Using the listing below, report each line holding the string "Closed".

● SUPPLIED RECORDS

^^^^^^^^^^^^^^^^

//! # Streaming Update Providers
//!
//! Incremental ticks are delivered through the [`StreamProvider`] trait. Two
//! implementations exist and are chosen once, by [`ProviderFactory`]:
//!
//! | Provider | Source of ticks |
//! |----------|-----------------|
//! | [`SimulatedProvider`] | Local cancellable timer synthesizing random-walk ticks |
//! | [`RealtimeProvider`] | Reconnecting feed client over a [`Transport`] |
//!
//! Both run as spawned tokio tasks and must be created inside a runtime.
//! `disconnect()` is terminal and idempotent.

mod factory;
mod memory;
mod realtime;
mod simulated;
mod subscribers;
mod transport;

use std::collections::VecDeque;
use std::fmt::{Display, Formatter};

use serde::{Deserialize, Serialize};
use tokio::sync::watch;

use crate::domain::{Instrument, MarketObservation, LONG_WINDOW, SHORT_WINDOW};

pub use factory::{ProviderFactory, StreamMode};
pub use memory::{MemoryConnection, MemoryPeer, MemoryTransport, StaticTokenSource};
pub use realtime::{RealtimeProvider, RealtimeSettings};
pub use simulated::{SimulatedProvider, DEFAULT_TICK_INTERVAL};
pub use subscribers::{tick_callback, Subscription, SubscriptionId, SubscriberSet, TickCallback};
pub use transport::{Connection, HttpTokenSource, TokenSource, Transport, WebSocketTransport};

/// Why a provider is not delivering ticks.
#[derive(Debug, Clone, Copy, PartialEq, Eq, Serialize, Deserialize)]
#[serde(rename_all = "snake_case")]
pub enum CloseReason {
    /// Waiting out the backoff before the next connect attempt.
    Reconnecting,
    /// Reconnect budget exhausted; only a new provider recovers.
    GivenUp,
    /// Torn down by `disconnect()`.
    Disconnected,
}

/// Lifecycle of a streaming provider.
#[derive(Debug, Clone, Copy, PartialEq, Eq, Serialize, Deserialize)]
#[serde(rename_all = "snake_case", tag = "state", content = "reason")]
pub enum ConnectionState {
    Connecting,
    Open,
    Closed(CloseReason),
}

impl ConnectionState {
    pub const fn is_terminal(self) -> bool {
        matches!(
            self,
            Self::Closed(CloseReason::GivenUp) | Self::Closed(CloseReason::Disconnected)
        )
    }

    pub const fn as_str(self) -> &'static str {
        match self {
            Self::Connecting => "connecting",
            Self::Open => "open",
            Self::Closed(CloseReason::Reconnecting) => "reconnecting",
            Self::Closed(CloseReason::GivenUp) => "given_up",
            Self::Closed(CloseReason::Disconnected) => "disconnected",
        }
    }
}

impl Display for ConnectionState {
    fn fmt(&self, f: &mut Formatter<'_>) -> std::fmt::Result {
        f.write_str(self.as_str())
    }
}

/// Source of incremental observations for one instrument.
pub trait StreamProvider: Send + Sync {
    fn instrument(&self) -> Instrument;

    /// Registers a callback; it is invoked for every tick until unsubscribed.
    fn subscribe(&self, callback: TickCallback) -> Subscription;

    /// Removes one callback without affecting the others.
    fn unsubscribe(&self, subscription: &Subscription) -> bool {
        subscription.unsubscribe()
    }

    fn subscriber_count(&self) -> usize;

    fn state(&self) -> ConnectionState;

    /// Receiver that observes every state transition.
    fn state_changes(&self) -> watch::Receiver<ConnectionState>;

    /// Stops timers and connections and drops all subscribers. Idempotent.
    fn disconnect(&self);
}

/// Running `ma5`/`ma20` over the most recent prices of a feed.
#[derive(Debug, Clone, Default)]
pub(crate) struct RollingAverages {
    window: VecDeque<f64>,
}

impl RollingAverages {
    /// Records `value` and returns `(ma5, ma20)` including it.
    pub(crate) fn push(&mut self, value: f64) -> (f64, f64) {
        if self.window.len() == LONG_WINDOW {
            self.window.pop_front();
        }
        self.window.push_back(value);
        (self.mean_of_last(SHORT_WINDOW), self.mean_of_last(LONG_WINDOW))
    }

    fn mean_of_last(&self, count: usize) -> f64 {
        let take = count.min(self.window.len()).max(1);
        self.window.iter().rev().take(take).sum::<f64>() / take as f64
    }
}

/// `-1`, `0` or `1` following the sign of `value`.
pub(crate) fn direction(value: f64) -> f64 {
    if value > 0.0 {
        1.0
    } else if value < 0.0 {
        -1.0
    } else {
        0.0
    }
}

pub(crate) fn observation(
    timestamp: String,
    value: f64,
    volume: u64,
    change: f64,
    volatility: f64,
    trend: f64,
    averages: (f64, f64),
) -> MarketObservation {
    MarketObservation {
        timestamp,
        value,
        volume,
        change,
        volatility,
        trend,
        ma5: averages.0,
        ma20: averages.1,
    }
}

^^^^^^^^^^^^^^^^

● COMPLETED TASK
    Closed(CloseReason),
            Self::Closed(CloseReason::GivenUp) | Self::Closed(CloseReason::Disconnected)
            Self::Closed(CloseReason::Reconnecting) => "reconnecting",
            Self::Closed(CloseReason::GivenUp) => "given_up",
            Self::Closed(CloseReason::Disconnected) => "disconnected",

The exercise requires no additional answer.